I recently got a 2000 Ranger, 4.0 OHV, automatic, 4x4, extended cab, 137,xxx miles. The previous owner said that it always started fine when cold, but usually took 2-3 tries to start when warm. He had a mechanic play with it some, but never got the problem sorted out before he needed a different vehicle. It had a new MAF on it when I got it. I promptly diagnosed the IAC as being a little flaky, so that got replaced and it got new plugs and wires. The plugs that were in it were Autolites that looked ok to me, kinda looked fairly new, but they were gapped wrong, I had Motorcraft plugs, so I replaced them anyway.

Wednesday I went out for awhile, it started and ran great except PATS seemed to take a temporary dislike to my key a couple times, both warm and cold engines. I'm working on getting new keys.

Yesterday I had to go run and take care of a few things. Fired right up cold, seemed to run good. But every time I stopped somewhere, when I went to start the still warm truck, it would crank, fire, and die. Didn't matter if you tried to push the gas pedal or turn off accessories. Spit out codes for bank 1 and bank 2 lean when it did that the first time. The more stops I made, the harder it got to get going. At one point I let it sit long enough to get completely cold, and it fired right up.

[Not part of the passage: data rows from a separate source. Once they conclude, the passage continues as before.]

//! Signal polarity and the physical constants of one emission.

use fg_core::{FgError, FgResult, ensure_non_negative};

/// Whether a signal pulls foragers in or pushes them away.
#[derive(Copy, Clone, Debug, PartialEq, Eq, Hash)]
#[cfg_attr(feature = "serde", derive(serde::Serialize, serde::Deserialize))]
#[cfg_attr(feature = "serde", serde(rename_all = "snake_case"))]
pub enum Polarity {
    Attractive,
    Repulsive,
}

impl Polarity {
    #[inline]
    pub fn is_attractive(self) -> bool {
        matches!(self, Polarity::Attractive)
    }
}

/// Constants shared by every source emitted with these parameters.
#[derive(Copy, Clone, Debug, PartialEq)]
#[cfg_attr(feature = "serde", derive(serde::Serialize, serde::Deserialize))]
#[cfg_attr(feature = "serde", serde(default))]
pub struct SignalParams {
    /// Emitted quantity `Q`.
    pub emission:  f64,
    /// Diffusion coefficient `D` (area per tick).
    pub diffusion: f64,
    /// Linear decay per tick of age.
    pub decay:     f64,
    /// Perception threshold `θ`.
    pub threshold: f64,
}

impl Default for SignalParams {
    /// `Q = 100`, `D = 1`, `decay = 0.01`, `θ = 0.01`: a source lives for
    /// roughly 200 ticks and peaks at a radius of about 20 domain units.
    fn default() -> Self {
        Self {
            emission:  100.0,
            diffusion: 1.0,
            decay:     0.01,
            threshold: 0.01,
        }
    }
}

impl SignalParams {
    pub fn validate(&self) -> FgResult<()> {
        ensure_non_negative("signal.diffusion", self.diffusion)?;
        ensure_non_negative("signal.decay", self.decay)?;
        ensure_non_negative("signal.threshold", self.threshold)?;
        if !self.emission.is_finite() || self.emission <= 0.0 {
            return Err(FgError::config(
                "signal.emission",
                format!("must be a finite value > 0, got {}", self.emission),
            ));
        }
        Ok(())
    }
}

Not exactly sure where to go with trying to sort out why it doesn't want to stay running when you start it warm. It fires right up nearly every time, but as soon as it fires, the RPMs just keep dropping until it dies, doesn't make any difference most of the time if you try to rev it. Once it fires up and idles, it's fine though, it will idle and run normally, its just the warm start that is a problem.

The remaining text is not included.